Mornet E, Boue J, Raux-Demay M, Couillin P, Oury J F, Dumez Y, Dausset J, Cohen D, Boué A
Hum Genet. 1986 Aug;73(4):358-64. doi: 10.1007/BF00279101.
The close genetic linkage between the gene for congenital adrenal hyperplasia due to 21-hydroxylase (21-OH) deficiency and HLA genes allowed us to use the polymorphism of this system as a marker of the disease. HLA genotyping can be performed by using restriction enzyme fragments hybridized with specific probes instead of serologic methods. In seven pregnancies at risk for 21-OH deficiency, a first trimester prenatal diagnosis has been performed by determining the fetal genotype by linkage analysis of DNA from chorionic villi using HLA class I and class II probes.
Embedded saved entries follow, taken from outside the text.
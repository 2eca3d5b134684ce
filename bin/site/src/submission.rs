//! Order submission wiring.
//!
//! The shell provides one [`SharedSubmitter`] through context; the order form
//! hands every accepted order to it.

use leptos::prelude::*;
use std::sync::Arc;
use transblue_core::{AcknowledgeOnly, OrderRequest, OrderSubmitter};

/// Context handle to the active order submitter.
#[derive(Clone)]
pub struct SharedSubmitter(Arc<dyn OrderSubmitter + Send + Sync>);

impl SharedSubmitter {
    /// Wraps `submitter` for use as context.
    pub fn new(submitter: impl OrderSubmitter + Send + Sync + 'static) -> Self {
        Self(Arc::new(submitter))
    }

    /// Hands `request` to the submitter, logging the outcome.
    ///
    /// Returns whether delivery succeeded. The form stays submitted either
    /// way.
    pub fn deliver(&self, request: &OrderRequest) -> bool {
        match self.0.submit(request) {
            Ok(()) => {
                tracing::info!(from = %request.from, to = %request.to, "Order handed off");
                true
            }
            Err(e) => {
                tracing::warn!(error = %e, "Order handoff failed");
                false
            }
        }
    }
}

impl Default for SharedSubmitter {
    fn default() -> Self {
        Self::new(AcknowledgeOnly)
    }
}

/// Returns the submitter from context, or the acknowledge-only default.
pub fn use_submitter() -> SharedSubmitter {
    use_context::<SharedSubmitter>().unwrap_or_default()
}

#[cfg(test)]
mod tests {
    use super::*;
    use transblue_core::SubmissionError;

    struct Refusing;

    impl OrderSubmitter for Refusing {
        fn submit(&self, _request: &OrderRequest) -> transblue_core::Result<(), SubmissionError> {
            Err(SubmissionError::Rejected {
                reason: "closed for holidays".to_string(),
            }
            .into())
        }
    }

    #[test]
    fn default_submitter_accepts() {
        assert!(SharedSubmitter::default().deliver(&OrderRequest::default()));
    }

    #[test]
    fn failed_delivery_is_reported() {
        assert!(!SharedSubmitter::new(Refusing).deliver(&OrderRequest::default()));
    }
}
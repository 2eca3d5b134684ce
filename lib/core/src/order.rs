//! Order lead-capture form state.
//!
//! The form holds seven named text fields and a terminal `submitted` flag.
//! Submitting only flips the flag and hands back a snapshot of the fields;
//! delivery of that snapshot is the job of an
//! [`OrderSubmitter`](crate::submit::OrderSubmitter).

use serde::Serialize;
use std::fmt;

/// A named field of the order form.
#[derive(Debug, Clone, Copy, PartialEq, Eq, Hash)]
pub enum OrderField {
    Name,
    Phone,
    Email,
    From,
    To,
    Weight,
    Comment,
}

impl OrderField {
    /// All fields, in form order.
    pub const ALL: [OrderField; 7] = [
        OrderField::Name,
        OrderField::Phone,
        OrderField::Email,
        OrderField::From,
        OrderField::To,
        OrderField::Weight,
        OrderField::Comment,
    ];

    /// Returns the form control name.
    #[must_use]
    pub const fn name(self) -> &'static str {
        match self {
            Self::Name => "name",
            Self::Phone => "phone",
            Self::Email => "email",
            Self::From => "from",
            Self::To => "to",
            Self::Weight => "weight",
            Self::Comment => "comment",
        }
    }

    /// Returns the visible label.
    #[must_use]
    pub const fn label(self) -> &'static str {
        match self {
            Self::Name => "Имя",
            Self::Phone => "Телефон",
            Self::Email => "Email",
            Self::From => "Откуда",
            Self::To => "Куда",
            Self::Weight => "Вес, кг",
            Self::Comment => "Комментарий",
        }
    }

    /// Returns true for fields that must be non-empty on submit.
    #[must_use]
    pub const fn is_required(self) -> bool {
        matches!(self, Self::Name | Self::Phone | Self::From | Self::To)
    }

    const fn slot(self) -> usize {
        self as usize
    }
}

impl fmt::Display for OrderField {
    fn fmt(&self, f: &mut fmt::Formatter<'_>) -> fmt::Result {
        f.write_str(self.name())
    }
}

/// Errors from order form operations.
#[derive(Debug, Clone, PartialEq, Eq)]
pub enum OrderError {
    /// One or more required fields are empty.
    MissingRequired { fields: Vec<OrderField> },
    /// The form was already submitted.
    AlreadySubmitted,
}

impl fmt::Display for OrderError {
    fn fmt(&self, f: &mut fmt::Formatter<'_>) -> fmt::Result {
        match self {
            Self::MissingRequired { fields } => {
                let names: Vec<&str> = fields.iter().map(|field| field.name()).collect();
                write!(f, "required fields are empty: {}", names.join(", "))
            }
            Self::AlreadySubmitted => write!(f, "order form was already submitted"),
        }
    }
}

impl std::error::Error for OrderError {}

/// Snapshot of a submitted order, handed to the submission boundary.
#[derive(Debug, Clone, Default, PartialEq, Eq, Serialize)]
pub struct OrderRequest {
    pub name: String,
    pub phone: String,
    pub email: String,
    pub from: String,
    pub to: String,
    pub weight: String,
    pub comment: String,
}

/// Field values plus the submitted flag.
#[derive(Debug, Clone, Default, PartialEq, Eq)]
pub struct OrderForm {
    values: [String; 7],
    submitted: bool,
}

impl OrderForm {
    /// Creates a form with every field empty.
    #[must_use]
    pub fn new() -> Self {
        Self::default()
    }

    /// Returns the value of `field`.
    #[must_use]
    pub fn get(&self, field: OrderField) -> &str {
        &self.values[field.slot()]
    }

    /// Overwrites `field`, leaving the others untouched.
    ///
    /// Ignored once the form is submitted.
    pub fn set(&mut self, field: OrderField, value: impl Into<String>) {
        if self.submitted {
            return;
        }
        self.values[field.slot()] = value.into();
    }

    /// Returns true once the form has been submitted.
    #[must_use]
    pub fn is_submitted(&self) -> bool {
        self.submitted
    }

    /// Returns the required fields that are still empty, in form order.
    #[must_use]
    pub fn missing_required(&self) -> Vec<OrderField> {
        OrderField::ALL
            .into_iter()
            .filter(|field| field.is_required() && self.get(*field).is_empty())
            .collect()
    }

    /// Submits the form.
    ///
    /// Only emptiness of the required fields is checked, matching what a
    /// browser `required` attribute enforces. On success the form becomes
    /// submitted for good and a snapshot of every field is returned.
    ///
    /// # Errors
    ///
    /// Returns [`OrderError::MissingRequired`] if a required field is empty,
    /// or [`OrderError::AlreadySubmitted`] on a repeated submit.
    pub fn submit(&mut self) -> crate::Result<OrderRequest, OrderError> {
        if self.submitted {
            return Err(OrderError::AlreadySubmitted.into());
        }
        let missing = self.missing_required();
        if !missing.is_empty() {
            return Err(OrderError::MissingRequired { fields: missing }.into());
        }
        self.submitted = true;
        Ok(self.request())
    }

    fn request(&self) -> OrderRequest {
        let value = |field: OrderField| self.get(field).to_string();
        OrderRequest {
            name: value(OrderField::Name),
            phone: value(OrderField::Phone),
            email: value(OrderField::Email),
            from: value(OrderField::From),
            to: value(OrderField::To),
            weight: value(OrderField::Weight),
            comment: value(OrderField::Comment),
        }
    }
}
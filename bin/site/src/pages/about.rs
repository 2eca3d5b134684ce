//! About page.

use crate::components::Carousel;
use crate::content::{ABOUT_GALLERY, CREDENTIALS};
use leptos::prelude::*;

#[component]
pub fn AboutPage() -> impl IntoView {
    view! {
        <section class="split-page">
            <div class="page-copy">
                <h2>"О компании"</h2>
                <p class="muted">
                    "Мы — команда профессионалов в области международной логистики с 2012 года. "
                    "Наши решения охватывают весь цикл: от забора груза до доставки получателю, "
                    "включая склад, страхование и таможню."
                </p>
                <ul class="credential-list">
                    {CREDENTIALS
                        .into_iter()
                        .map(|item| view! { <li>{item}</li> })
                        .collect_view()}
                </ul>
            </div>
            <div class="gallery-card">
                <Carousel slides=ABOUT_GALLERY.slides interval=ABOUT_GALLERY.interval/>
            </div>
        </section>
    }
}
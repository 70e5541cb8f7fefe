//! Temporary file helpers for tests that need real paths on disk.

use std::path::PathBuf;

/// Creates a temporary directory that is removed when dropped.
pub fn temp_test_dir() -> tempfile::TempDir {
    tempfile::tempdir().expect("Failed to create temporary test directory")
}

/// Writes `contents` to `name` inside `dir` and returns the full path.
pub fn write_fixture(dir: &tempfile::TempDir, name: &str, contents: &str) -> PathBuf {
    let path = dir.path().join(name);
    std::fs::write(&path, contents).expect("Failed to write fixture file");
    path
}

#[cfg(test)]
mod tests {
    use super::*;

    #[test]
    fn test_write_fixture() {
        let dir = temp_test_dir();
        let path = write_fixture(&dir, "grid.csv", "hrrr_id\n1\n");
        assert_eq!(std::fs::read_to_string(path).unwrap(), "hrrr_id\n1\n");
    }
}
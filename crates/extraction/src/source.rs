//! Access to source files and their manifests.
//!
//! [`HttpSource`] issues plain GETs for manifests and `Range` requests for
//! single messages, retrying transient failures with exponential backoff.
//! A 404 on a manifest is reported as [`ExtractError::Unavailable`] and is
//! never retried.

use std::future::Future;
use std::time::Duration;

use async_trait::async_trait;
use bytes::Bytes;
use reqwest::{header, Client, StatusCode};
use serde::{Deserialize, Serialize};
use tracing::{debug, instrument, warn};

use crate::error::{ExtractError, Result};
use crate::manifest::ByteRange;

/// Trait for sources that serve manifests and message byte ranges.
#[async_trait]
pub trait GribSource: Send + Sync {
    /// Fetch a manifest and return its lines.
    async fn fetch_manifest(&self, manifest_url: &str) -> Result<Vec<String>>;

    /// Fetch one byte range of a file.
    async fn fetch_range(&self, file_url: &str, range: &ByteRange) -> Result<Bytes>;
}

/// HTTP client settings.
#[derive(Debug, Clone, Serialize, Deserialize)]
#[serde(default)]
pub struct HttpConfig {
    /// Whole-request timeout in seconds
    pub request_timeout_secs: u64,
    pub connect_timeout_secs: u64,
    /// Maximum retry attempts for transient failures
    pub max_retries: u32,
    /// Initial retry delay in milliseconds (doubles each retry)
    pub initial_retry_delay_ms: u64,
    /// Maximum retry delay in milliseconds
    pub max_retry_delay_ms: u64,
}

impl Default for HttpConfig {
    fn default() -> Self {
        Self {
            request_timeout_secs: 120,
            connect_timeout_secs: 30,
            max_retries: 3,
            initial_retry_delay_ms: 1000,
            max_retry_delay_ms: 30_000,
        }
    }
}

impl HttpConfig {
    pub fn request_timeout(&self) -> Duration {
        Duration::from_secs(self.request_timeout_secs)
    }

    pub fn connect_timeout(&self) -> Duration {
        Duration::from_secs(self.connect_timeout_secs)
    }

    pub fn initial_retry_delay(&self) -> Duration {
        Duration::from_millis(self.initial_retry_delay_ms)
    }

    pub fn max_retry_delay(&self) -> Duration {
        Duration::from_millis(self.max_retry_delay_ms)
    }
}

/// Outcome of a single failed attempt.
enum Attempt {
    Retry(ExtractError),
    Fail(ExtractError),
}

/// Source backed by an HTTP(S) endpoint.
pub struct HttpSource {
    client: Client,
    config: HttpConfig,
}

impl HttpSource {
    pub fn new(config: HttpConfig) -> Result<Self> {
        let client = Client::builder()
            .timeout(config.request_timeout())
            .connect_timeout(config.connect_timeout())
            .pool_max_idle_per_host(8)
            .tcp_nodelay(true)
            .build()
            .map_err(|e| ExtractError::Config(format!("Failed to create HTTP client: {}", e)))?;

        Ok(Self { client, config })
    }

    async fn with_retry<T, F, Fut>(&self, url: &str, mut attempt: F) -> Result<T>
    where
        F: FnMut() -> Fut,
        Fut: Future<Output = std::result::Result<T, Attempt>>,
    {
        let mut retry_count = 0;
        let mut delay = self.config.initial_retry_delay();

        loop {
            match attempt().await {
                Ok(value) => return Ok(value),
                Err(Attempt::Fail(e)) => return Err(e),
                Err(Attempt::Retry(e)) => {
                    retry_count += 1;
                    if retry_count > self.config.max_retries {
                        return Err(e);
                    }

                    warn!(
                        url = %url,
                        error = %e,
                        retry = retry_count,
                        max_retries = self.config.max_retries,
                        delay_ms = delay.as_millis() as u64,
                        "Request failed, retrying"
                    );

                    tokio::time::sleep(delay).await;
                    delay = std::cmp::min(delay * 2, self.config.max_retry_delay());
                }
            }
        }
    }
}

fn network(url: &str, message: impl ToString) -> ExtractError {
    ExtractError::Network {
        url: url.to_string(),
        message: message.to_string(),
    }
}

#[async_trait]
impl GribSource for HttpSource {
    #[instrument(skip(self), fields(url = %manifest_url))]
    async fn fetch_manifest(&self, manifest_url: &str) -> Result<Vec<String>> {
        let body = self
            .with_retry(manifest_url, move || async move {
                let response = self
                    .client
                    .get(manifest_url)
                    .send()
                    .await
                    .map_err(|e| Attempt::Retry(network(manifest_url, e)))?;

                match response.status() {
                    StatusCode::OK => response
                        .text()
                        .await
                        .map_err(|e| Attempt::Retry(network(manifest_url, e))),
                    StatusCode::NOT_FOUND => Err(Attempt::Fail(ExtractError::Unavailable {
                        url: manifest_url.to_string(),
                    })),
                    status if status.is_server_error() => Err(Attempt::Retry(network(
                        manifest_url,
                        format!("HTTP error: {}", status),
                    ))),
                    status => Err(Attempt::Fail(network(
                        manifest_url,
                        format!("HTTP error: {}", status),
                    ))),
                }
            })
            .await?;

        let lines: Vec<String> = body
            .lines()
            .filter(|l| !l.trim().is_empty())
            .map(str::to_string)
            .collect();
        debug!(entries = lines.len(), "Fetched manifest");
        Ok(lines)
    }

    #[instrument(skip(self), fields(url = %file_url, range = %range))]
    async fn fetch_range(&self, file_url: &str, range: &ByteRange) -> Result<Bytes> {
        let range_err = |message: String| ExtractError::RangeFetch {
            url: file_url.to_string(),
            range: range.to_string(),
            message,
        };

        let bytes = self
            .with_retry(file_url, move || async move {
                let response = self
                    .client
                    .get(file_url)
                    .header(header::RANGE, range.header_value())
                    .send()
                    .await
                    .map_err(|e| Attempt::Retry(range_err(e.to_string())))?;

                match response.status() {
                    StatusCode::OK | StatusCode::PARTIAL_CONTENT => response
                        .bytes()
                        .await
                        .map_err(|e| Attempt::Retry(range_err(e.to_string()))),
                    status if status.is_server_error() => {
                        Err(Attempt::Retry(range_err(format!("HTTP error: {}", status))))
                    }
                    status => Err(Attempt::Fail(range_err(format!("HTTP error: {}", status)))),
                }
            })
            .await?;

        debug!(size = bytes.len(), "Fetched byte range");
        Ok(bytes)
    }
}
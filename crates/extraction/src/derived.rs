//! Forecast-hour dependent variables.
//!
//! Precipitation, snowfall, freezing rain and CAPE are not read the same way
//! at every forecast hour. Accumulations in a file run from the start of its
//! forecast, so:
//!
//! - at hour 00 the file carries no accumulation for the hour just ended;
//!   it is read from hour 01 of the previous analysis hour;
//! - at hour 01 the accumulations already cover exactly one hour;
//! - from hour 02 precipitation has a last-hour variant, while snowfall and
//!   freezing rain are differenced against hour N-1 of the same analysis.
//!
//! CAPE changes message position between hours 00-01 and 02 onward.

use std::collections::HashMap;

use hrrr_common::RunId;

use crate::catalog::LogicalVariable;
use crate::error::{ExtractError, Result};

/// Forecast-hour regime of the run being extracted.
#[derive(Debug, Clone, Copy, PartialEq, Eq)]
pub enum ForecastRegime {
    /// Forecast hour 00
    Analysis,
    /// Forecast hour 01
    FirstHour,
    /// Forecast hour 02 and later
    Later,
}

impl ForecastRegime {
    pub fn of(forecast_hour: u32) -> Self {
        match forecast_hour {
            0 => ForecastRegime::Analysis,
            1 => ForecastRegime::FirstHour,
            _ => ForecastRegime::Later,
        }
    }
}

/// Which file a value is read from.
#[derive(Debug, Clone, Copy, PartialEq, Eq, Hash, PartialOrd, Ord)]
pub enum FileRole {
    Current,
    Companion,
}

/// How one derived column is produced.
#[derive(Debug, Clone, Copy, PartialEq, Eq)]
pub enum Derivation {
    /// Read a variable as is
    Direct(FileRole, LogicalVariable),
    /// Current minus companion, negative results clamped to zero
    Delta(LogicalVariable),
}

impl Derivation {
    /// The (file, variable) reads this derivation needs.
    pub fn reads(&self) -> Vec<(FileRole, LogicalVariable)> {
        match *self {
            Derivation::Direct(role, variable) => vec![(role, variable)],
            Derivation::Delta(variable) => vec![
                (FileRole::Current, variable),
                (FileRole::Companion, variable),
            ],
        }
    }

    /// Produce the column from fetched values.
    pub fn evaluate(
        &self,
        fetched: &HashMap<(FileRole, LogicalVariable), Vec<f32>>,
    ) -> Result<Vec<f32>> {
        let get = |role: FileRole, variable: LogicalVariable| {
            fetched.get(&(role, variable)).ok_or_else(|| {
                ExtractError::MissingRead(format!("{:?} value of {}", role, variable))
            })
        };

        match *self {
            Derivation::Direct(role, variable) => Ok(get(role, variable)?.clone()),
            Derivation::Delta(variable) => {
                let current = get(FileRole::Current, variable)?;
                let previous = get(FileRole::Companion, variable)?;
                clamped_delta(current, previous)
            }
        }
    }
}

/// The derived columns of one run and the companion run they need.
#[derive(Debug, Clone, PartialEq)]
pub struct DerivedPlan {
    pub companion: Option<RunId>,
    pub precipitation: Derivation,
    pub snowfall: Derivation,
    pub freezing_rain: Derivation,
    pub cape: Derivation,
}

impl DerivedPlan {
    /// Every (file, variable) read the plan needs, without duplicates.
    pub fn reads(&self) -> Vec<(FileRole, LogicalVariable)> {
        let mut reads: Vec<_> = [
            self.precipitation,
            self.snowfall,
            self.freezing_rain,
            self.cape,
        ]
        .iter()
        .flat_map(Derivation::reads)
        .collect();
        reads.sort();
        reads.dedup();
        reads
    }
}

/// Hour 00: accumulations come from hour 01 of the previous analysis hour.
fn plan_analysis(run: &RunId) -> DerivedPlan {
    DerivedPlan {
        companion: Some(run.previous_analysis_hour().with_forecast_hour(1)),
        precipitation: Derivation::Direct(FileRole::Companion, LogicalVariable::PrecipitationTotal),
        snowfall: Derivation::Direct(FileRole::Companion, LogicalVariable::SnowfallTotal),
        freezing_rain: Derivation::Direct(FileRole::Companion, LogicalVariable::FreezingRain),
        cape: Derivation::Direct(FileRole::Current, LogicalVariable::Cape255Early),
    }
}

/// Hour 01: everything is read from the current file.
fn plan_first_hour(_run: &RunId) -> DerivedPlan {
    DerivedPlan {
        companion: None,
        precipitation: Derivation::Direct(FileRole::Current, LogicalVariable::PrecipitationTotal),
        snowfall: Derivation::Direct(FileRole::Current, LogicalVariable::SnowfallTotal),
        freezing_rain: Derivation::Direct(FileRole::Current, LogicalVariable::FreezingRain),
        cape: Derivation::Direct(FileRole::Current, LogicalVariable::Cape255Early),
    }
}

/// Hour 02 onward: snowfall and freezing rain are differenced against the
/// previous forecast hour of the same analysis.
fn plan_later(run: &RunId) -> DerivedPlan {
    DerivedPlan {
        companion: run.previous_forecast_hour(),
        precipitation: Derivation::Direct(
            FileRole::Current,
            LogicalVariable::PrecipitationPastHour,
        ),
        snowfall: Derivation::Delta(LogicalVariable::SnowfallTotal),
        freezing_rain: Derivation::Delta(LogicalVariable::FreezingRain),
        cape: Derivation::Direct(FileRole::Current, LogicalVariable::Cape255Later),
    }
}

/// Plan the derived columns of `run`.
pub fn plan(run: &RunId) -> DerivedPlan {
    match ForecastRegime::of(run.forecast_hour()) {
        ForecastRegime::Analysis => plan_analysis(run),
        ForecastRegime::FirstHour => plan_first_hour(run),
        ForecastRegime::Later => plan_later(run),
    }
}

/// `current - previous` per point, with negative differences set to 0.
///
/// Missing points (`NaN`) stay missing.
pub fn clamped_delta(current: &[f32], previous: &[f32]) -> Result<Vec<f32>> {
    if current.len() != previous.len() {
        return Err(ExtractError::GridMismatch(format!(
            "cannot difference {} values against {}",
            current.len(),
            previous.len()
        )));
    }

    Ok(current
        .iter()
        .zip(previous)
        .map(|(c, p)| {
            let d = c - p;
            if d < 0.0 {
                0.0
            } else {
                d
            }
        })
        .collect())
}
In four of these pregnancies, determination of 17-OH progesterone in first trimester amniotic fluid afforded a complementary approach to the diagnosis.
由于21-羟化酶(21-OH)缺乏导致的先天性肾上腺皮质增生症基因与HLA基因之间存在紧密的遗传连锁关系,这使我们能够将该系统的多态性用作疾病的标志物。HLA基因分型可以通过使用与特定探针杂交的限制性酶切片段来进行,而不是采用血清学方法。在7例有21-OH缺乏风险的妊娠中,通过使用HLA I类和II类探针,对绒毛膜绒毛DNA进行连锁分析来确定胎儿基因型,从而在孕早期进行了产前诊断。在其中4例妊娠中,测定孕早期羊水17-羟孕酮为诊断提供了一种补充方法。